» **PROVIDED RECORDS**

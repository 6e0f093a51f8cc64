//! Append-only typed storage for signals and cells.

use serde::{Deserialize, Serialize};
use std::marker::PhantomData;
use std::ops::Index;

/// An ID that names a slot in an [`Arena`].
pub trait ArenaId: Copy {
    /// The ID of slot `slot`.
    fn at_slot(slot: usize) -> Self;

    /// The slot this ID names.
    fn slot(self) -> usize;
}

/// Items addressed by the ID they were allocated under.
///
/// Nothing is ever removed, so an ID handed out by one module builder stays
/// valid in the [`Module`](crate::Module) it finishes into.
#[derive(Debug, Clone, Serialize, Deserialize)]
#[serde(transparent)]
pub struct Arena<I: ArenaId, T> {
    items: Vec<T>,
    #[serde(skip)]
    ids: PhantomData<fn() -> I>,
}

impl<I: ArenaId, T> Arena<I, T> {
    /// An empty arena.
    pub fn new() -> Self {
        Self {
            items: Vec::new(),
            ids: PhantomData,
        }
    }

    /// Stores the item `make` builds from its own ID and returns that ID.
    pub fn alloc_with(&mut self, make: impl FnOnce(I) -> T) -> I {
        let id = I::at_slot(self.items.len());
        let item = make(id);
        self.items.push(item);
        id
    }

    /// The item behind `id`, if it was allocated here.
    pub fn get(&self, id: I) -> Option<&T> {
        self.items.get(id.slot())
    }

    /// Number of items allocated.
    pub fn len(&self) -> usize {
        self.items.len()
    }

    /// `true` before the first allocation.
    pub fn is_empty(&self) -> bool {
        self.items.is_empty()
    }

    /// Items in allocation order.
    pub fn values(&self) -> std::slice::Iter<'_, T> {
        self.items.iter()
    }
}

impl<I: ArenaId, T> Default for Arena<I, T> {
    fn default() -> Self {
        Self::new()
    }
}

impl<I: ArenaId, T> Index<I> for Arena<I, T> {
    type Output = T;

    fn index(&self, id: I) -> &T {
        &self.items[id.slot()]
    }
}

#[cfg(test)]
mod tests {
    use super::*;
    use crate::ids::{CellId, SignalId};

    #[test]
    fn items_see_their_own_id() {
        let mut arena: Arena<SignalId, (SignalId, &str)> = Arena::new();
        let a = arena.alloc_with(|id| (id, "a"));
        let b = arena.alloc_with(|id| (id, "b"));
        assert_eq!(arena[a], (a, "a"));
        assert_eq!(arena[b].0, SignalId::from_raw(1));
        assert_eq!(arena.len(), 2);
    }

    #[test]
    fn unknown_ids_are_absent() {
        let arena: Arena<CellId, u8> = Arena::default();
        assert!(arena.is_empty());
        assert_eq!(arena.get(CellId::from_raw(3)), None);
    }

    #[test]
    fn serializes_as_the_item_list() {
        let mut arena: Arena<SignalId, char> = Arena::new();
        for c in "xyz".chars() {
            arena.alloc_with(|_| c);
        }
        let json = serde_json::to_string(&arena).unwrap();
        assert_eq!(json, r#"["x","y","z"]"#);
        let back: Arena<SignalId, char> = serde_json::from_str(&json).unwrap();
        assert_eq!(back.values().collect::<String>(), "xyz");
    }
}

» **DESCRIPTION OF THE TASK**
Retype the entries exactly from the first line, stopping after the line with "impl<I: ArenaId, T> Default".

» **FINISHED TASK**
repository 6e0f093a51f8cc64
//! Append-only typed storage for signals and cells.

use serde::{Deserialize, Serialize};
use std::marker::PhantomData;
use std::ops::Index;

/// An ID that names a slot in an [`Arena`].
pub trait ArenaId: Copy {
    /// The ID of slot `slot`.
    fn at_slot(slot: usize) -> Self;

    /// The slot this ID names.
    fn slot(self) -> usize;
}

/// Items addressed by the ID they were allocated under.
///
/// Nothing is ever removed, so an ID handed out by one module builder stays
/// valid in the [`Module`](crate::Module) it finishes into.
#[derive(Debug, Clone, Serialize, Deserialize)]
#[serde(transparent)]
pub struct Arena<I: ArenaId, T> {
    items: Vec<T>,
    #[serde(skip)]
    ids: PhantomData<fn() -> I>,
}

impl<I: ArenaId, T> Arena<I, T> {
    /// An empty arena.
    pub fn new() -> Self {
        Self {
            items: Vec::new(),
            ids: PhantomData,
        }
    }

    /// Stores the item `make` builds from its own ID and returns that ID.
    pub fn alloc_with(&mut self, make: impl FnOnce(I) -> T) -> I {
        let id = I::at_slot(self.items.len());
        let item = make(id);
        self.items.push(item);
        id
    }

    /// The item behind `id`, if it was allocated here.
    pub fn get(&self, id: I) -> Option<&T> {
        self.items.get(id.slot())
    }

    /// Number of items allocated.
    pub fn len(&self) -> usize {
        self.items.len()
    }

    /// `true` before the first allocation.
    pub fn is_empty(&self) -> bool {
        self.items.is_empty()
    }

    /// Items in allocation order.
    pub fn values(&self) -> std::slice::Iter<'_, T> {
        self.items.iter()
    }
}

impl<I: ArenaId, T> Default for Arena<I, T> {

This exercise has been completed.